Related: Environmental advocates praise adoption of final methane waste rule

NMED officials met with the media on Wednesday to discuss the rules, which will impact oil and gas producers in counties that are at risk of non-attainment of federal ozone standards. There are eight counties that are at risk of non-attainment, but not all of those have oil and gas production. These counties include Chaves, Doña Ana, Eddy, Lea, Rio Arriba, Sandoval, San Juan and Valencia. 

If a county does not meet attainment of the federal ozone standards, it can lose access to federal funding for projects like road improvements.

Ozone is caused when volatile organic compounds and oxides of nitrogen react with sunlight. This happens during combustion of fossil fuels. Ground-level ozone, which can irritate lungs and lead to respiratory problems, appears as smog.

Related: American Lung Association releases State of the Air report

These new rules will require at least monthly leak detection and repairs will be required within 15 days of discovery. Companies will also have to calculate their annual emissions and have their calculations checked by a certified engineer. It also includes emission reduction requirements for equipment and processes.

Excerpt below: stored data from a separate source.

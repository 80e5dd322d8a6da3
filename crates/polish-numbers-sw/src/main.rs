//! polish-numbers-sw - offline cache host for the polish-numbers page.
//!
//! Installs the page's assets into a local cache and answers requests from
//! it, falling back to the origin server for anything not cached.

mod config;
mod server;

use std::io;
use std::path::Path;
use std::sync::Arc;

use anyhow::{Context, Result};
use tracing::{info, warn};
use tracing_appender::non_blocking::WorkerGuard;
use tracing_subscriber::{fmt, prelude::*, EnvFilter};

use config::Config;
use polish_numbers_core::{
    DiskStorage, HttpNetwork, OfflineCacheManager, Request, ServiceWorker, CACHE_NAME,
};

/// Log file name prefix inside the log directory
const LOG_FILE_PREFIX: &str = "polish-numbers.log";

const USAGE: &str = "\
Usage: polish-numbers-sw [COMMAND]

Commands:
  serve         Install if needed, then proxy requests through the cache (default)
  install       Fetch and cache every page asset
  fetch <path>  Answer one GET request and report where it came from
  list          Show cached entries
  help          Show this message";

#[derive(Debug, Clone, PartialEq, Eq)]
enum Command {
    Serve,
    Install,
    Fetch(String),
    List,
    Help,
}

impl Command {
    fn parse(args: &[String]) -> Result<Self> {
        match args.first().map(String::as_str) {
            None | Some("serve") => Ok(Command::Serve),
            Some("install") => Ok(Command::Install),
            Some("fetch") => args
                .get(1)
                .map(|path| Command::Fetch(path.clone()))
                .ok_or_else(|| anyhow::anyhow!("fetch requires a path, e.g. /audio/1.mp3")),
            Some("list") => Ok(Command::List),
            Some("help") | Some("--help") | Some("-h") => Ok(Command::Help),
            Some(other) => Err(anyhow::anyhow!("Unknown command: {}\n\n{}", other, USAGE)),
        }
    }
}

/// Initialize the tracing subscriber for logging.
/// Use RUST_LOG env var to control log level (e.g., RUST_LOG=debug).
fn init_tracing(log_dir: Option<&Path>) -> Option<WorkerGuard> {
    let filter = EnvFilter::try_from_default_env().unwrap_or_else(|_| EnvFilter::new("warn"));

    let (file_layer, guard) = match log_dir {
        Some(dir) => {
            let appender = tracing_appender::rolling::daily(dir, LOG_FILE_PREFIX);
            let (writer, guard) = tracing_appender::non_blocking(appender);
            (
                Some(fmt::layer().with_ansi(false).with_writer(writer)),
                Some(guard),
            )
        }
        None => (None, None),
    };

    tracing_subscriber::registry()
        .with(fmt::layer().with_writer(io::stderr))
        .with(file_layer)
        .with(filter)
        .init();

    guard
}

fn build_worker(config: &Config) -> Result<ServiceWorker> {
    let cache_dir = config.cache_dir()?;
    let storage = DiskStorage::new(cache_dir.clone())
        .with_context(|| format!("Failed to open cache storage at {}", cache_dir.display()))?;
    let network = HttpNetwork::new(&config.origin)
        .with_context(|| format!("Invalid origin: {}", config.origin))?;

    let manager = OfflineCacheManager::new(Arc::new(storage), Arc::new(network));
    Ok(ServiceWorker::new(manager))
}

#[tokio::main]
async fn main() -> Result<()> {
    // Load .env file if present (silently ignore if not found)
    let _ = dotenvy::dotenv();

    let args: Vec<String> = std::env::args().skip(1).collect();
    let command = Command::parse(&args)?;
    if command == Command::Help {
        println!("{}", USAGE);
        return Ok(());
    }

    let config = Config::load()?;
    let _log_guard = init_tracing(config.log_dir.as_deref());
    info!(origin = %config.origin, command = ?command, "polish-numbers-sw starting");

    let worker = build_worker(&config)?;
    match command {
        Command::Install => install(&worker).await,
        Command::Fetch(path) => fetch(&worker, &path).await,
        Command::List => list(&worker).await,
        Command::Serve => serve(worker, &config).await,
        Command::Help => Ok(()),
    }
}

async fn install(worker: &ServiceWorker) -> Result<()> {
    worker.install().await.context("Could not cache page assets")?;
    println!(
        "Cached {} assets in {}",
        worker.manager().manifest().len(),
        CACHE_NAME
    );
    Ok(())
}

async fn fetch(worker: &ServiceWorker, path: &str) -> Result<()> {
    if !worker.restore().await? {
        warn!("Cache not installed, request is not controlled");
    }
    let served = worker
        .handle_fetch(Request::get(path))
        .await
        .with_context(|| format!("Failed to fetch {}", path))?;
    println!(
        "{} {} ({} bytes from {})",
        served.response.status,
        path,
        served.response.body.len(),
        served.source
    );
    Ok(())
}

async fn list(worker: &ServiceWorker) -> Result<()> {
    let Some(bucket) = worker.manager().storage().get(CACHE_NAME).await? else {
        println!("{} has not been created", CACHE_NAME);
        return Ok(());
    };
    let entries = bucket.entries().await?;
    for entry in &entries {
        println!(
            "{:<28} {} {:>9} bytes  {}",
            entry.key,
            entry.status,
            entry.size,
            entry.age_display()
        );
    }
    println!("{} entries in {}", entries.len(), CACHE_NAME);
    Ok(())
}

async fn serve(worker: ServiceWorker, config: &Config) -> Result<()> {
    if !worker.restore().await? {
        // The page still works uncontrolled; the install is retried on next start
        if let Err(e) = worker.install().await {
            warn!(error = %e, "Serving without offline cache");
        }
    }
    server::run_proxy(Arc::new(worker), &config.listen).await
}
//! Service-worker style host: lifecycle state plus install/fetch event dispatch.
//!
//! The worker logic lives in `OfflineCacheManager`; this module only adapts
//! it to the two events a service-worker runtime emits:
//! - `install`: the handler extends the event with `wait_until` until the
//!   cache is populated; a failed install leaves the worker redundant
//! - `fetch`: the handler answers with `respond_with`; requests arriving
//!   while the worker is not active are not controlled and go to the network

use std::future::Future;
use std::sync::Arc;

use futures::future::{try_join_all, BoxFuture};
use futures::FutureExt;
use tokio::sync::RwLock;
use tracing::{debug, info, warn};

use crate::error::{Error, Result};
use crate::models::Request;
use crate::worker::{OfflineCacheManager, Served, Source};

#[derive(Debug, Clone, Copy, PartialEq, Eq)]
pub enum WorkerState {
    Parsed,
    Installing,
    Installed,
    Activated,
    Redundant,
}

/// Dispatched once per install. Completion is deferred until every future
/// passed to `wait_until` resolves; any failure fails the install.
#[derive(Default)]
pub struct InstallEvent {
    extensions: Vec<BoxFuture<'static, Result<()>>>,
}

impl InstallEvent {
    pub fn new() -> Self {
        Self::default()
    }

    pub fn wait_until<F>(&mut self, future: F)
    where
        F: Future<Output = Result<()>> + Send + 'static,
    {
        self.extensions.push(future.boxed());
    }

    async fn settle(self) -> Result<()> {
        try_join_all(self.extensions).await.map(|_| ())
    }
}

/// Dispatched once per resource load from a controlled page.
pub struct FetchEvent {
    request: Request,
    response: Option<BoxFuture<'static, Result<Served>>>,
}

impl FetchEvent {
    pub fn new(request: Request) -> Self {
        Self {
            request,
            response: None,
        }
    }

    pub fn request(&self) -> &Request {
        &self.request
    }

    /// Answer the request with the given future. Only the first call counts.
    pub fn respond_with<F>(&mut self, future: F)
    where
        F: Future<Output = Result<Served>> + Send + 'static,
    {
        if self.response.is_none() {
            self.response = Some(future.boxed());
        }
    }
}

/// Install listener: hold the event open until the cache is populated.
pub fn on_install(manager: &Arc<OfflineCacheManager>, event: &mut InstallEvent) {
    let manager = manager.clone();
    event.wait_until(async move { manager.populate().await });
}

/// Fetch listener: answer from the cache, falling back to the network.
pub fn on_fetch(manager: &Arc<OfflineCacheManager>, event: &mut FetchEvent) {
    let manager = manager.clone();
    let request = event.request().clone();
    event.respond_with(async move { manager.serve(&request).await });
}

/// One registered worker and its lifecycle.
pub struct ServiceWorker {
    manager: Arc<OfflineCacheManager>,
    state: RwLock<WorkerState>,
}

impl ServiceWorker {
    pub fn new(manager: OfflineCacheManager) -> Self {
        Self {
            manager: Arc::new(manager),
            state: RwLock::new(WorkerState::Parsed),
        }
    }

    pub fn manager(&self) -> &Arc<OfflineCacheManager> {
        &self.manager
    }

    pub async fn state(&self) -> WorkerState {
        *self.state.read().await
    }

    /// Active and controlling requests.
    pub async fn is_ready(&self) -> bool {
        self.state().await == WorkerState::Activated
    }

    /// Run the install event and activate on success. A redundant worker may
    /// be installed again; an active one is left alone.
    pub async fn install(&self) -> Result<()> {
        {
            let mut state = self.state.write().await;
            match *state {
                WorkerState::Activated => return Ok(()),
                WorkerState::Installing | WorkerState::Installed => {
                    return Err(Error::InstallInProgress);
                }
                WorkerState::Parsed | WorkerState::Redundant => *state = WorkerState::Installing,
            }
        }
        info!(cache = %self.manager.cache_name(), "Installing worker");

        let mut event = InstallEvent::new();
        on_install(&self.manager, &mut event);

        match event.settle().await {
            Ok(()) => {
                *self.state.write().await = WorkerState::Installed;
                self.activate().await;
                Ok(())
            }
            Err(e) => {
                warn!(error = %e, "Install failed, worker is redundant");
                *self.state.write().await = WorkerState::Redundant;
                Err(Error::InstallFailed(Box::new(e)))
            }
        }
    }

    /// Pick up a worker installed by an earlier run: if the cache already
    /// holds the whole manifest, activate without fetching anything.
    pub async fn restore(&self) -> Result<bool> {
        if self.is_ready().await {
            return Ok(true);
        }
        if !self.manager.is_populated().await? {
            return Ok(false);
        }
        {
            let mut state = self.state.write().await;
            if *state != WorkerState::Parsed {
                return Ok(false);
            }
            *state = WorkerState::Installed;
        }
        self.activate().await;
        Ok(true)
    }

    async fn activate(&self) {
        // No activate listener is registered, so activation completes at once
        *self.state.write().await = WorkerState::Activated;
        info!(cache = %self.manager.cache_name(), "Worker activated");
    }

    /// Route one resource load. Only an active worker sees fetch events.
    pub async fn handle_fetch(&self, request: Request) -> Result<Served> {
        if !self.is_ready().await {
            debug!(url = %request.url, "Worker not active, request is uncontrolled");
            return self.passthrough(&request).await;
        }

        let mut event = FetchEvent::new(request);
        on_fetch(&self.manager, &mut event);

        match event.response {
            Some(response) => response.await,
            None => self.passthrough(&event.request).await,
        }
    }

    async fn passthrough(&self, request: &Request) -> Result<Served> {
        let response = self.manager.network().fetch(request).await?;
        Ok(Served {
            response,
            source: Source::Network,
        })
    }
}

NMED Secretary James Kenney said his department anticipates the rules will lead to a reduction of 260 million pounds of volatile organic compounds and oxides of nitrogen being released into the atmosphere, which is the equivalent to taking eight million cars off the road every year.

By increasing leak detection and repair, the rule will also lead to a reduction in methane emissions. Kenney said the new rule will reduce methane emissions by 851 million pounds annually.

Kenney said the NMED is proud that the rule incentivizes innovation.

“We’re really being technology agnostic in some respects because we know technology will change over time and we really want that innovation in New Mexico,” he said.

But he said more is needed to address ozone in New Mexico. He said 25 percent of ozone is coming from Texas.

“What we really need is a really good federal baseline, really good set of requirements for all oil and gas operators to come into compliance,” he said. 

Kenney said he believes NMED’s ozone precursor rule could serve as a model for the federal government to adopt.

“But we need to also contemplate if that doesn’t happen how are we going to address the contribution of ozone into New Mexico from Texas,” Kenney said, adding that NMED has plans and ideas about how that could be accomplished.

Kenney also said further work is needed beyond the oil and gas sector to address ozone levels.

“We do think more is needed beyond our rule to get our ozone levels lower,” he said. “So whether you are in Sunland Park or Carlsbad or San Juan County, we do think additional work is needed, but those have to come from other parts of our economy like mobile vehicles or they have to come from us dealing with our neighboring states and border area.”

Gov. Michelle Lujan Grisham praised the rule and posted a video to her social media channels on Thursday. In the video, she said the EMNRD and NMED rules will protect the environment and “our families’ health” for generations to come.

“Today, New Mexicans can breathe easier knowing that present and future generations will have cleaner air,” Lujan Grisham said in a press release. “This rule will not only hold industry accountable, but will also spur innovation and greener practices in the oil and gas fields. The effect will be equivalent to taking eight million cars off the road every year.”